Laurence Kavanagh (1764 - August 20, 1830) was a merchant, judge and political figure in Nova Scotia. He represented Cape Breton County in the Nova Scotia House of Assembly from 1820 to 1830. His first name also appears as Lawrence and his surname as Cavanagh in some sources. He is the father of Laurence Kavanagh Jr.
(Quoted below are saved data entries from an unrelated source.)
use std::collections::HashMap;
use std::sync::{Mutex, MutexGuard};

use tracing::debug;
use uuid::Uuid;

use crate::card::Card;
use crate::errors::{StoreError, StoreResult};
use crate::state::{
    CardUsage, Installment, Member, NewInstallment, NewPurchase, NewStatement, Purchase,
    Statement, StatementTotals,
};
use crate::store::{
    BillingStore, InstallmentStatusUpdate, MemberDirectory, PaidAtChange, UsageAggregator,
};
use crate::types::{
    CardId, FamilyId, InstallmentId, InstallmentStatus, MemberId, PurchaseId, ReferenceMonth,
    StatementId, StatementStatus,
};
use crate::decimal::Money;

#[derive(Default)]
struct Tables {
    cards: HashMap<CardId, Card>,
    members: Vec<Member>,
    statements: HashMap<StatementId, Statement>,
    /// unique index on (card, reference month)
    statement_keys: HashMap<(CardId, ReferenceMonth), StatementId>,
    purchases: HashMap<PurchaseId, Purchase>,
    installments: Vec<Installment>,
}

/// in-process store; every call holds the table lock for its whole duration
#[derive(Default)]
pub struct MemoryStore {
    tables: Mutex<Tables>,
}

impl MemoryStore {
    pub fn new() -> Self {
        Self::default()
    }

    fn tables(&self) -> StoreResult<MutexGuard<'_, Tables>> {
        self.tables.lock().map_err(|_| StoreError::Unavailable {
            message: "memory store lock poisoned".to_string(),
        })
    }

    pub fn insert_card(&self, card: Card) -> StoreResult<()> {
        let mut tables = self.tables()?;
        if tables.cards.contains_key(&card.id) {
            return Err(StoreError::UniqueViolation {
                constraint: "cards_pkey".to_string(),
            });
        }
        tables.cards.insert(card.id, card);
        Ok(())
    }

    pub fn insert_member(&self, member: Member) -> StoreResult<()> {
        let mut tables = self.tables()?;
        if tables.members.iter().any(|m| m.id == member.id) {
            return Err(StoreError::UniqueViolation {
                constraint: "members_pkey".to_string(),
            });
        }
        tables.members.push(member);
        Ok(())
    }

    pub fn purchase(&self, id: PurchaseId) -> StoreResult<Option<Purchase>> {
        Ok(self.tables()?.purchases.get(&id).cloned())
    }

    pub fn purchase_installments(&self, purchase_id: PurchaseId) -> StoreResult<Vec<Installment>> {
        let tables = self.tables()?;
        let mut rows: Vec<Installment> = tables
            .installments
            .iter()
            .filter(|i| i.purchase_id == purchase_id)
            .cloned()
            .collect();
        rows.sort_by_key(|i| i.installment_number);
        Ok(rows)
    }

    /// out-of-band edit of a single installment status; totals are left
    /// stale until the owning statement is reconciled
    pub fn correct_installment(
        &self,
        id: InstallmentId,
        status: InstallmentStatus,
    ) -> StoreResult<Installment> {
        let mut tables = self.tables()?;
        let row = tables
            .installments
            .iter_mut()
            .find(|i| i.id == id)
            .ok_or(StoreError::NotFound {
                entity: "installment",
                id,
            })?;
        row.status = status;
        if status != InstallmentStatus::Paid {
            row.paid_at = None;
        }
        Ok(row.clone())
    }
}

impl BillingStore for MemoryStore {
    fn card(&self, id: CardId) -> StoreResult<Option<Card>> {
        Ok(self.tables()?.cards.get(&id).cloned())
    }

    fn upsert_statement(&self, statement: NewStatement) -> StoreResult<Statement> {
        let mut tables = self.tables()?;
        if !tables.cards.contains_key(&statement.card_id) {
            return Err(StoreError::ForeignKey {
                entity: "card",
                id: statement.card_id,
            });
        }

        let key = (statement.card_id, statement.reference_month);
        if let Some(existing) = tables
            .statement_keys
            .get(&key)
            .and_then(|id| tables.statements.get(id))
        {
            return Ok(existing.clone());
        }

        let row = Statement {
            id: Uuid::new_v4(),
            card_id: statement.card_id,
            reference_month: statement.reference_month,
            period_start: statement.period_start,
            period_end: statement.period_end,
            due_date: statement.due_date,
            status: StatementStatus::Open,
            total_amount: Money::ZERO,
            paid_amount: Money::ZERO,
        };
        debug!(
            statement_id = %row.id,
            card_id = %row.card_id,
            reference_month = %row.reference_month,
            "statement row created"
        );
        tables.statement_keys.insert(key, row.id);
        tables.statements.insert(row.id, row.clone());
        Ok(row)
    }

    fn statement(&self, id: StatementId) -> StoreResult<Option<Statement>> {
        Ok(self.tables()?.statements.get(&id).cloned())
    }

    fn list_statements(&self, card_id: CardId) -> StoreResult<Vec<Statement>> {
        let tables = self.tables()?;
        let mut rows: Vec<Statement> = tables
            .statements
            .values()
            .filter(|s| s.card_id == card_id)
            .cloned()
            .collect();
        rows.sort_by_key(|s| (s.due_date, s.reference_month));
        Ok(rows)
    }

    fn update_statement_totals(
        &self,
        id: StatementId,
        totals: StatementTotals,
    ) -> StoreResult<Statement> {
        let mut tables = self.tables()?;
        let row = tables.statements.get_mut(&id).ok_or(StoreError::NotFound {
            entity: "statement",
            id,
        })?;
        row.total_amount = totals.total;
        row.paid_amount = totals.paid;
        Ok(row.clone())
    }

    fn update_statement_status(
        &self,
        id: StatementId,
        status: StatementStatus,
    ) -> StoreResult<Statement> {
        let mut tables = self.tables()?;
        let row = tables.statements.get_mut(&id).ok_or(StoreError::NotFound {
            entity: "statement",
            id,
        })?;
        row.status = status;
        Ok(row.clone())
    }

    fn insert_purchase(&self, purchase: NewPurchase) -> StoreResult<Purchase> {
        let mut tables = self.tables()?;
        if !tables.cards.contains_key(&purchase.card_id) {
            return Err(StoreError::ForeignKey {
                entity: "card",
                id: purchase.card_id,
            });
        }
        if let Some(statement_id) = purchase.statement_id {
            if !tables.statements.contains_key(&statement_id) {
                return Err(StoreError::ForeignKey {
                    entity: "statement",
                    id: statement_id,
                });
            }
        }

        let row = Purchase {
            id: Uuid::new_v4(),
            card_id: purchase.card_id,
            total_amount: purchase.total_amount,
            installment_count: purchase.installment_count,
            purchase_date: purchase.purchase_date,
            first_installment_month: purchase.first_installment_month,
            statement_id: purchase.statement_id,
            details: purchase.details,
        };
        tables.purchases.insert(row.id, row.clone());
        Ok(row)
    }

    fn delete_purchase(&self, id: PurchaseId) -> StoreResult<()> {
        let mut tables = self.tables()?;
        if let Some(child) = tables.installments.iter().find(|i| i.purchase_id == id) {
            return Err(StoreError::ForeignKey {
                entity: "installment",
                id: child.id,
            });
        }
        tables
            .purchases
            .remove(&id)
            .map(|_| ())
            .ok_or(StoreError::NotFound {
                entity: "purchase",
                id,
            })
    }

    fn insert_installments(&self, batch: Vec<NewInstallment>) -> StoreResult<Vec<Installment>> {
        let mut tables = self.tables()?;

        // validate the whole batch before writing any row
        let mut seen: Vec<(PurchaseId, u32)> = Vec::with_capacity(batch.len());
        for new in &batch {
            if !tables.purchases.contains_key(&new.purchase_id) {
                return Err(StoreError::ForeignKey {
                    entity: "purchase",
                    id: new.purchase_id,
                });
            }
            if let Some(statement_id) = new.statement_id {
                if !tables.statements.contains_key(&statement_id) {
                    return Err(StoreError::ForeignKey {
                        entity: "statement",
                        id: statement_id,
                    });
                }
            }
            let key = (new.purchase_id, new.installment_number);
            let duplicate = seen.contains(&key)
                || tables
                    .installments
                    .iter()
                    .any(|i| (i.purchase_id, i.installment_number) == key);
            if duplicate {
                return Err(StoreError::UniqueViolation {
                    constraint: "installments_purchase_number_key".to_string(),
                });
            }
            seen.push(key);
        }

        let rows: Vec<Installment> = batch
            .into_iter()
            .map(|new| Installment {
                id: Uuid::new_v4(),
                purchase_id: new.purchase_id,
                card_id: new.card_id,
                statement_id: new.statement_id,
                installment_number: new.installment_number,
                amount: new.amount,
                competence_month: new.competence_month,
                due_date: new.due_date,
                status: InstallmentStatus::Pending,
                paid_at: None,
            })
            .collect();
        tables.installments.extend(rows.iter().cloned());
        Ok(rows)
    }

    fn query_installments(&self, statement_id: StatementId) -> StoreResult<Vec<Installment>> {
        let tables = self.tables()?;
        Ok(tables
            .installments
            .iter()
            .filter(|i| i.statement_id == Some(statement_id))
            .cloned()
            .collect())
    }

    fn update_installments_status(
        &self,
        statement_id: StatementId,
        update: InstallmentStatusUpdate,
    ) -> StoreResult<usize> {
        let mut tables = self.tables()?;
        if !tables.statements.contains_key(&statement_id) {
            return Err(StoreError::NotFound {
                entity: "statement",
                id: statement_id,
            });
        }

        let mut touched = 0;
        for row in tables.installments.iter_mut().filter(|i| {
            i.statement_id == Some(statement_id) && i.status != InstallmentStatus::Cancelled
        }) {
            row.status = update.status;
            match update.paid_at {
                PaidAtChange::Keep => {}
                PaidAtChange::Set(date) => row.paid_at = Some(date),
                PaidAtChange::Clear => row.paid_at = None,
            }
            touched += 1;
        }
        Ok(touched)
    }
}

impl UsageAggregator for MemoryStore {
    fn aggregate_usage(&self, card_id: CardId) -> StoreResult<CardUsage> {
        let tables = self.tables()?;
        Ok(CardUsage::from_installments(
            tables.installments.iter().filter(|i| i.card_id == card_id),
        ))
    }
}

impl MemberDirectory for MemoryStore {
    fn member(&self, id: MemberId) -> StoreResult<Option<Member>> {
        Ok(self.tables()?.members.iter().find(|m| m.id == id).cloned())
    }

    fn family_members(&self, family_id: FamilyId) -> StoreResult<Vec<Member>> {
        Ok(self
            .tables()?
            .members
            .iter()
            .filter(|m| m.family_id == family_id)
            .cloned()
            .collect())
    }
}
He was born on Cape Breton Island, probably at Louisbourg, the son of Laurence Kavanagh, an immigrant from Ireland, and Margaret Farrell. The family moved to St. Peter's in 1777, three years after his father's death at sea. With his brother James, who relocated to Halifax, Laurence took over the operation of his father's business, becoming one of the major suppliers for settlers in the region. In 1789, he married Felicité LeJeune.

Kavanagh in 1823 broke 100+ years of precedent when, as the first representative of Cape Breton Island in the Nova Scotia House of Assembly, he became the first English speaking Roman Catholic to serve in a legislature. His election had to be approved by the Colonial Office and confirmed by a vote of the assembly. Other Roman Catholics were then granted the right to serve in the assembly. He also served as a major in the militia, justice of the peace and as a member of the Inferior Court of Common Pleas for Cape Breton. Kavanagh died in office at St. Peter's, Nova Scotia in 1830.